The plan: Take a taxi to the central bus station, buy a ticket for the earliest Dar Express bus available (my favorite Italian emphasized that this was by far the best and most reliable bus service), nap in luxury, and arrive in Arusha at around 6pm with plenty of time to find a hotel and possibly even buy a sim card for my cell phone.
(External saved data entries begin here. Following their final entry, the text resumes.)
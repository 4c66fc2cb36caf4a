//! ChefGenie Core Library
//!
//! Meal plan generation, shopping lists, the recipe cookbook and household
//! sync.

pub mod generation;
pub mod history;
pub mod household;
pub mod models;
pub mod planner;
pub mod shopping;
pub mod storage;
pub mod sync;

pub use generation::{
    GeminiService, GenerationError, GenerationRequest, GenerationService, RecipeGenerator,
};
pub use history::History;
pub use household::HouseholdCode;
pub use models::{
    GenerationSettings, HistoryItem, Ingredient, IngredientName, MealSelection, MealType,
    Nutrition, Recipe, SyncData, ValidationError,
};
pub use planner::{Planner, PlannerError, PlannerEvent, PlannerState, RequestKind};
pub use shopping::{MergedItem, ShoppingList};
pub use storage::{LocalStorage, StorageError};
pub use sync::{
    DocumentSnapshot, DocumentStore, FirestoreStore, MemoryDocumentStore, Origin, PushScheduler,
    StateChange, Subscription, SyncCoordinator, SyncError,
};

pub fn version() -> &'static str {
    env!("CARGO_PKG_VERSION")
}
What actually happened: The incredibely helpful receptionist at the Safari inn found me a 'special' taxi driver, who would not only deliver me safely to the bus station, but would also walk with me to purchase the bus ticket so that I wasn't harassed by the various scam artists trying to fleece me. How nice. Although I kept insisting that I wanted to take the Dar Express, we, um, conveniently ended up parking outside the "offices" of Saibaba Express, which charged me 25,000 shillings (about $20) for a deluxe coach. Given the chaos outside, and the fact that my taxi driver essentially had my duffel bag hostage in his trunk, I decided, what the hell, and went along with it. Well, as it turns out, Saibaba Express has quite a reputation... for being one of the worst, most crowded, broken-down bus lines EVER. How much do people typically pay for a ticket? 10,000 shillings. How many squeeze inside the 30 passenger bus? 40, give or take a few chickens. During our THIRTEEN hour bus ride, stopping briefly at various dusty villages along the way (with just enough time to get pineapples and bananas tossed in through the windows in exchange for throwing shillings back out), I was greatful for one thing: By the grace of some benevolent higher power, I managed to not need a bathroom the entire ride. Those who did need it disembarked, disappeared, and somehow magically reappeared at a later bus stop. I'm not sure exactly what happened in between, and I really didn't want to find out.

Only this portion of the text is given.